▸ THE TASK:
Copy out each line of the data below in which the string "dzdx" appears.

Collected data
____________________

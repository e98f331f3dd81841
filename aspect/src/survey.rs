use crate::{
    math::{circular_mean, circular_median, dispersion, normalize_deg, wrap_rad},
    AspectError, Ring, C,
};
use log::{debug, warn};
use serde::Serialize;
use std::time::Instant;
use terrainrgb::{mercator, Tile};

/// Minimum number of gradient samples for a defined bearing.
const MIN_SAMPLES: usize = 10;

/// Gradient magnitudes below this are numerically flat and carry no usable
/// direction.
const FLAT_EPS: C = 1e-6;

/// Dispersion above this marks the footprint as directionally unstable.
const DISPERSION_WARN: C = 0.6;

/// Which circular statistic aggregates the sample bearings.
#[derive(Debug, Clone, Copy, PartialEq, Eq, Default, Serialize)]
pub enum Statistic {
    #[default]
    Mean,
    Median,
}

/// Diagnostics attached to a survey; advisory, never control flow.
#[derive(Debug, Clone, Copy, PartialEq, Eq, Serialize)]
pub enum Warning {
    /// Near-flat cells outnumbered directional ones.
    FlatTerrain,
    /// Sample bearings are widely scattered.
    HighDispersion,
}

/// Contour-direction survey of the terrain inside a drawn footprint.
#[derive(Debug, Clone, PartialEq, Serialize)]
pub struct AspectSurvey {
    /// Contour (iso-altitude) bearing, degrees clockwise from north.
    ///
    /// NaN when `sample_count` is below the reliability minimum.
    pub contour_deg: C,

    /// Number of accepted gradient samples.
    pub sample_count: usize,

    /// 1 minus the mean resultant length of the sample bearings; NaN when
    /// the survey is unreliable.
    pub dispersion: C,

    pub warnings: Vec<Warning>,
}

impl AspectSurvey {
    pub fn builder() -> AspectSurveyBuilder {
        AspectSurveyBuilder {
            ring: None,
            stride: 1,
            statistic: Statistic::default(),
        }
    }
}

pub struct AspectSurveyBuilder {
    /// Drawn footprint (required).
    ring: Option<Ring>,

    /// Pixel step between samples (defaults to 1, every interior pixel).
    stride: usize,

    /// Aggregating statistic (defaults to the circular mean).
    statistic: Statistic,
}

impl AspectSurveyBuilder {
    /// Drawn footprint (required).
    #[must_use]
    pub fn ring(mut self, ring: Ring) -> Self {
        self.ring = Some(ring);
        self
    }

    /// Pixel step between samples; larger strides trade accuracy for speed.
    #[must_use]
    pub fn stride(mut self, stride: usize) -> Self {
        self.stride = stride.max(1);
        self
    }

    /// Aggregating statistic.
    #[must_use]
    pub fn statistic(mut self, statistic: Statistic) -> Self {
        self.statistic = statistic;
        self
    }

    /// Surveys `tiles` and returns the representative contour bearing.
    pub fn build(&self, tiles: &[Tile]) -> Result<AspectSurvey, AspectError> {
        let ring = self.ring.as_ref().ok_or(AspectError::Builder("ring"))?;

        let now = Instant::now();
        let mut bearings: Vec<C> = Vec::new();
        let mut flat_rejects = 0usize;

        for tile in tiles {
            let size = tile.size();
            if size < 3 {
                continue;
            }
            for py in (1..size - 1).step_by(self.stride) {
                for px in (1..size - 1).step_by(self.stride) {
                    let center = tile.geo(px as C + 0.5, py as C + 0.5);
                    if !ring.contains(center) {
                        continue;
                    }
                    let res = mercator::ground_resolution(center.y, size, tile.zoom());
                    match sample_bearing(tile, px, py, res) {
                        Sample::Bearing(bearing) => bearings.push(bearing),
                        Sample::Flat => flat_rejects += 1,
                        Sample::Invalid => (),
                    }
                }
            }
        }

        let sample_count = bearings.len();
        let mut warnings = Vec::new();
        if flat_rejects > sample_count {
            warn!("footprint is mostly flat; {flat_rejects} cells rejected");
            warnings.push(Warning::FlatTerrain);
        }

        if sample_count < MIN_SAMPLES {
            debug!("aspect survey unreliable; samples: {sample_count}");
            return Ok(AspectSurvey {
                contour_deg: C::NAN,
                sample_count,
                dispersion: C::NAN,
                warnings,
            });
        }

        let spread = dispersion(&bearings);
        if spread > DISPERSION_WARN {
            warn!("sample bearings are scattered; dispersion: {spread:.3}");
            warnings.push(Warning::HighDispersion);
        }

        let bearing_rad = match self.statistic {
            Statistic::Mean => circular_mean(&bearings),
            Statistic::Median => circular_median(&bearings),
        };

        debug!(
            "aspect survey; samples: {}, dispersion: {:.3}, exec: {:?}",
            sample_count,
            spread,
            now.elapsed()
        );

        Ok(AspectSurvey {
            contour_deg: normalize_deg(bearing_rad.to_degrees()),
            sample_count,
            dispersion: spread,
            warnings,
        })
    }
}

enum Sample {
    Bearing(C),
    Flat,
    Invalid,
}

/// Horn 3x3 gradient at (`px`, `py`), reduced to the cell's contour
/// bearing.
///
/// Pixel rows run north to south, so the kernel's top row is the northern
/// neighborhood. The contour bearing is the downhill direction rotated 90
/// degrees counterclockwise, which keeps `contour + 90` pointing downhill.
fn sample_bearing(tile: &Tile, px: usize, py: usize, res: C) -> Sample {
    let z1 = tile.elevation(px - 1, py - 1);
    let z2 = tile.elevation(px, py - 1);
    let z3 = tile.elevation(px + 1, py - 1);
    let z4 = tile.elevation(px - 1, py);
    let z6 = tile.elevation(px + 1, py);
    let z7 = tile.elevation(px - 1, py + 1);
    let z8 = tile.elevation(px, py + 1);
    let z9 = tile.elevation(px + 1, py + 1);

    // Eastward and northward elevation gradients, meters per meter.
    let dzdx = ((z3 + 2.0 * z6 + z9) - (z1 + 2.0 * z4 + z7)) / (8.0 * res);
    let dzdy = ((z1 + 2.0 * z2 + z3) - (z7 + 2.0 * z8 + z9)) / (8.0 * res);

    if !dzdx.is_finite() || !dzdy.is_finite() {
        return Sample::Invalid;
    }
    if dzdx.hypot(dzdy) < FLAT_EPS {
        return Sample::Flat;
    }
    Sample::Bearing(wrap_rad(dzdy.atan2(-dzdx)))
}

____________________

▸ SOLUTION FOR THIS EXERCISE:
    let dzdx = ((z3 + 2.0 * z6 + z9) - (z1 + 2.0 * z4 + z7)) / (8.0 * res);
    if !dzdx.is_finite() || !dzdy.is_finite() {
    if dzdx.hypot(dzdy) < FLAT_EPS {
    Sample::Bearing(wrap_rad(dzdy.atan2(-dzdx)))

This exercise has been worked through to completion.